- [Dataset records]:
*** Begin section ***
//! Vesting progress of a stream as seen at a given instant.
//!
//! Everything here is a pure function of the schedule and the current time,
//! so it can be re-evaluated on every tick without touching the network. The
//! contract stays authoritative for amounts: [`Schedule::vested_preview`] is
//! only an estimate for display.
use core::fmt;

use alloy::primitives::U256;

const MINUTE: u64 = 60;
const HOUR: u64 = 60 * MINUTE;
const DAY: u64 = 24 * HOUR;

/// Timing parameters of a vesting stream, in Unix seconds.
#[derive(Clone, Copy, Debug, PartialEq, Eq, Hash)]
pub struct Schedule {
    /// Absolute vesting start.
    pub start_time: u64,
    /// Seconds after `start_time` before anything can be claimed.
    pub cliff_duration: u64,
    /// Seconds over which the full amount vests, counted from the cliff end.
    pub stream_duration: u64,
    /// Whether the stream was cancelled.
    pub is_cancelled: bool,
}

impl Schedule {
    /// Instant at which the cliff ends and streaming begins.
    #[must_use]
    pub fn cliff_end(&self) -> u64 {
        self.start_time.saturating_add(self.cliff_duration)
    }

    /// Instant at which the whole amount has vested.
    #[must_use]
    pub fn end(&self) -> u64 {
        self.cliff_end().saturating_add(self.stream_duration)
    }

    /// Linear estimate of how much of `total` has vested at `now`.
    ///
    /// Nothing vests before the cliff ends, everything has vested at
    /// [`Self::end`]. Cancellation is not taken into account.
    #[must_use]
    pub fn vested_preview(&self, total: U256, now: u64) -> U256 {
        let cliff_end = self.cliff_end();
        if now < cliff_end {
            U256::ZERO
        } else if now >= self.end() {
            total
        } else {
            // `now` is within `[cliff_end, end)`, so `stream_duration` is
            // non-zero here.
            let elapsed = U256::from(now - cliff_end);
            total.saturating_mul(elapsed) / U256::from(self.stream_duration)
        }
    }
}

/// Coarse state of a stream.
#[derive(Clone, Copy, Debug, PartialEq, Eq, Hash)]
pub enum Phase {
    /// Before the cliff end; nothing is claimable.
    Cliff,
    /// Tokens are vesting linearly.
    Streaming,
    /// The whole amount has vested.
    Completed,
    /// The stream was cancelled; no further accrual.
    Cancelled,
}

/// [`Phase`] together with the durations needed to describe it.
#[derive(Clone, Copy, Debug, PartialEq, Eq, Hash)]
pub enum Status {
    /// `remaining` seconds until the cliff ends.
    Cliff {
        /// Seconds until the cliff ends.
        remaining: u64,
    },
    /// `elapsed` of `total` streaming seconds have passed.
    Streaming {
        /// Seconds since the cliff ended.
        elapsed: u64,
        /// Stream duration.
        total: u64,
    },
    /// See [`Phase::Completed`].
    Completed,
    /// See [`Phase::Cancelled`].
    Cancelled,
}

impl fmt::Display for Status {
    fn fmt(&self, f: &mut fmt::Formatter<'_>) -> fmt::Result {
        match self {
            Status::Cliff { remaining } => write!(
                f,
                "Cliff period: {} remaining",
                format_duration(*remaining)
            ),
            Status::Streaming { elapsed, total } => write!(
                f,
                "Streaming: {} elapsed / {} total",
                format_duration(*elapsed),
                format_duration(*total)
            ),
            Status::Completed => f.write_str("Streaming completed"),
            Status::Cancelled => f.write_str("Stream cancelled"),
        }
    }
}

/// Progress of a stream at one instant.
#[derive(Clone, Copy, Debug, PartialEq)]
pub struct Progress {
    /// Percentage in `[0, 100]`.
    ///
    /// A cancelled stream reports 100: it is fully resolved, which says
    /// nothing about how much was claimed.
    pub percent: f64,
    /// Phase and the durations describing it.
    pub status: Status,
}

impl Progress {
    /// Phase of the stream.
    #[must_use]
    pub fn phase(&self) -> Phase {
        match self.status {
            Status::Cliff { .. } => Phase::Cliff,
            Status::Streaming { .. } => Phase::Streaming,
            Status::Completed => Phase::Completed,
            Status::Cancelled => Phase::Cancelled,
        }
    }
}

/// Computes the progress of `schedule` at `now`.
#[must_use]
#[allow(clippy::cast_precision_loss)]
pub fn progress(schedule: &Schedule, now: u64) -> Progress {
    if schedule.is_cancelled {
        return Progress { percent: 100.0, status: Status::Cancelled };
    }

    let cliff_end = schedule.cliff_end();
    if now < cliff_end {
        return Progress {
            percent: 0.0,
            status: Status::Cliff { remaining: cliff_end - now },
        };
    }

    let elapsed = now - cliff_end;
    if elapsed >= schedule.stream_duration {
        return Progress { percent: 100.0, status: Status::Completed };
    }

    let percent = elapsed as f64 / schedule.stream_duration as f64 * 100.0;
    Progress {
        percent: percent.clamp(0.0, 100.0),
        status: Status::Streaming {
            elapsed,
            total: schedule.stream_duration,
        },
    }
}

/// Renders `seconds` in the largest unit below its threshold, truncating:
/// seconds under a minute, then minutes, hours and days.
#[must_use]
pub fn format_duration(seconds: u64) -> String {
    if seconds < MINUTE {
        format!("{seconds} seconds")
    } else if seconds < HOUR {
        format!("{} minutes", seconds / MINUTE)
    } else if seconds < DAY {
        format!("{} hours", seconds / HOUR)
    } else {
        format!("{} days", seconds / DAY)
    }
}

#[cfg(test)]
mod tests {
    use alloy::primitives::uint;
    use proptest::prelude::*;

    use super::*;

    const SCHEDULE: Schedule = Schedule {
        start_time: 1000,
        cliff_duration: 100,
        stream_duration: 900,
        is_cancelled: false,
    };

    #[test]
    fn inside_cliff() {
        let p = progress(&SCHEDULE, 1050);
        assert_eq!(p.phase(), Phase::Cliff);
        assert_eq!(p.percent, 0.0);
        assert_eq!(p.status, Status::Cliff { remaining: 50 });
        assert_eq!(p.status.to_string(), "Cliff period: 50 seconds remaining");
    }

    #[test]
    fn streaming_midway() {
        let p = progress(&SCHEDULE, 1500);
        assert_eq!(p.phase(), Phase::Streaming);
        assert!((p.percent - 400.0 / 900.0 * 100.0).abs() < 1e-9);
        assert_eq!(
            p.status.to_string(),
            "Streaming: 6 minutes elapsed / 15 minutes total"
        );
    }

    #[test]
    fn streaming_starts_exactly_at_cliff_end() {
        let p = progress(&SCHEDULE, 1100);
        assert_eq!(p.phase(), Phase::Streaming);
        assert_eq!(p.percent, 0.0);
    }

    #[test]
    fn completed_exactly_at_end() {
        let p = progress(&SCHEDULE, 2000);
        assert_eq!(p.phase(), Phase::Completed);
        assert_eq!(p.percent, 100.0);
        assert_eq!(p.status.to_string(), "Streaming completed");
    }

    #[test]
    fn one_second_before_end_is_streaming() {
        let p = progress(&SCHEDULE, 1999);
        assert_eq!(p.phase(), Phase::Streaming);
        assert!(p.percent < 100.0);
    }

    #[test]
    fn cancelled_overrides_cliff() {
        let schedule = Schedule { is_cancelled: true, ..SCHEDULE };
        for now in [0, 1050, 1500, 2000, u64::MAX] {
            let p = progress(&schedule, now);
            assert_eq!(p.phase(), Phase::Cancelled);
            assert_eq!(p.percent, 100.0);
        }
        let status = progress(&schedule, 0).status;
        assert_eq!(status.to_string(), "Stream cancelled");
    }

    #[test]
    fn zero_cliff_streams_from_start() {
        let schedule = Schedule { cliff_duration: 0, ..SCHEDULE };
        assert_eq!(progress(&schedule, 1000).phase(), Phase::Streaming);
        assert_eq!(progress(&schedule, 999).phase(), Phase::Cliff);
    }

    #[test]
    fn saturates_on_far_future_schedules() {
        let schedule = Schedule {
            start_time: u64::MAX - 10,
            cliff_duration: 100,
            stream_duration: 100,
            is_cancelled: false,
        };
        assert_eq!(schedule.cliff_end(), u64::MAX);
        assert_eq!(progress(&schedule, 0).phase(), Phase::Cliff);
    }

    #[test]
    fn formats_durations_by_truncation() {
        assert_eq!(format_duration(0), "0 seconds");
        assert_eq!(format_duration(59), "59 seconds");
        assert_eq!(format_duration(60), "1 minutes");
        assert_eq!(format_duration(3599), "59 minutes");
        assert_eq!(format_duration(3600), "1 hours");
        assert_eq!(format_duration(86_399), "23 hours");
        assert_eq!(format_duration(86_400), "1 days");
        assert_eq!(format_duration(15_552_000), "180 days");
    }

    #[test]
    fn previews_vested_amount() {
        let total = uint!(900_U256);
        assert_eq!(SCHEDULE.vested_preview(total, 1099), U256::ZERO);
        assert_eq!(SCHEDULE.vested_preview(total, 1100), U256::ZERO);
        assert_eq!(SCHEDULE.vested_preview(total, 1500), uint!(400_U256));
        assert_eq!(SCHEDULE.vested_preview(total, 2000), total);
        assert_eq!(SCHEDULE.vested_preview(total, u64::MAX), total);
    }

    fn schedule() -> impl Strategy<Value = Schedule> {
        (0u64..1 << 40, 0u64..1 << 30, 1u64..1 << 30).prop_map(
            |(start_time, cliff_duration, stream_duration)| Schedule {
                start_time,
                cliff_duration,
                stream_duration,
                is_cancelled: false,
            },
        )
    }

    proptest! {
        #[test]
        fn before_cliff_is_zero(s in schedule(), offset in 1u64..1 << 30) {
            let now = s.cliff_end().saturating_sub(offset);
            prop_assume!(now < s.cliff_end());
            let p = progress(&s, now);
            prop_assert_eq!(p.phase(), Phase::Cliff);
            prop_assert_eq!(p.percent, 0.0);
        }

        #[test]
        fn after_end_is_complete(s in schedule(), past in 0u64..1 << 40) {
            let p = progress(&s, s.end() + past);
            prop_assert_eq!(p.phase(), Phase::Completed);
            prop_assert_eq!(p.percent, 100.0);
        }

        #[test]
        fn streaming_is_strictly_inside_bounds(
            s in schedule(),
            at in 1u64..1 << 30,
        ) {
            prop_assume!(at < s.stream_duration);
            let p = progress(&s, s.cliff_end() + at);
            prop_assert_eq!(p.phase(), Phase::Streaming);
            prop_assert!(p.percent > 0.0 && p.percent < 100.0);
        }

        #[test]
        fn percent_is_monotonic(
            s in schedule(),
            a in 0u64..1 << 41,
            b in 0u64..1 << 41,
        ) {
            let (earlier, later) = if a <= b { (a, b) } else { (b, a) };
            let earlier = progress(&s, earlier).percent;
            prop_assert!(earlier <= progress(&s, later).percent);
        }

        #[test]
        fn cancelled_is_always_full(s in schedule(), now: u64) {
            let s = Schedule { is_cancelled: true, ..s };
            let p = progress(&s, now);
            prop_assert_eq!(p.phase(), Phase::Cancelled);
            prop_assert_eq!(p.percent, 100.0);
        }
    }
}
*** End section ***
- [Problem]: "period" is the word to look for; copy every line of the data that has it.

- [Result of the task]:
                "Cliff period: {} remaining",
        assert_eq!(p.status.to_string(), "Cliff period: 50 seconds remaining");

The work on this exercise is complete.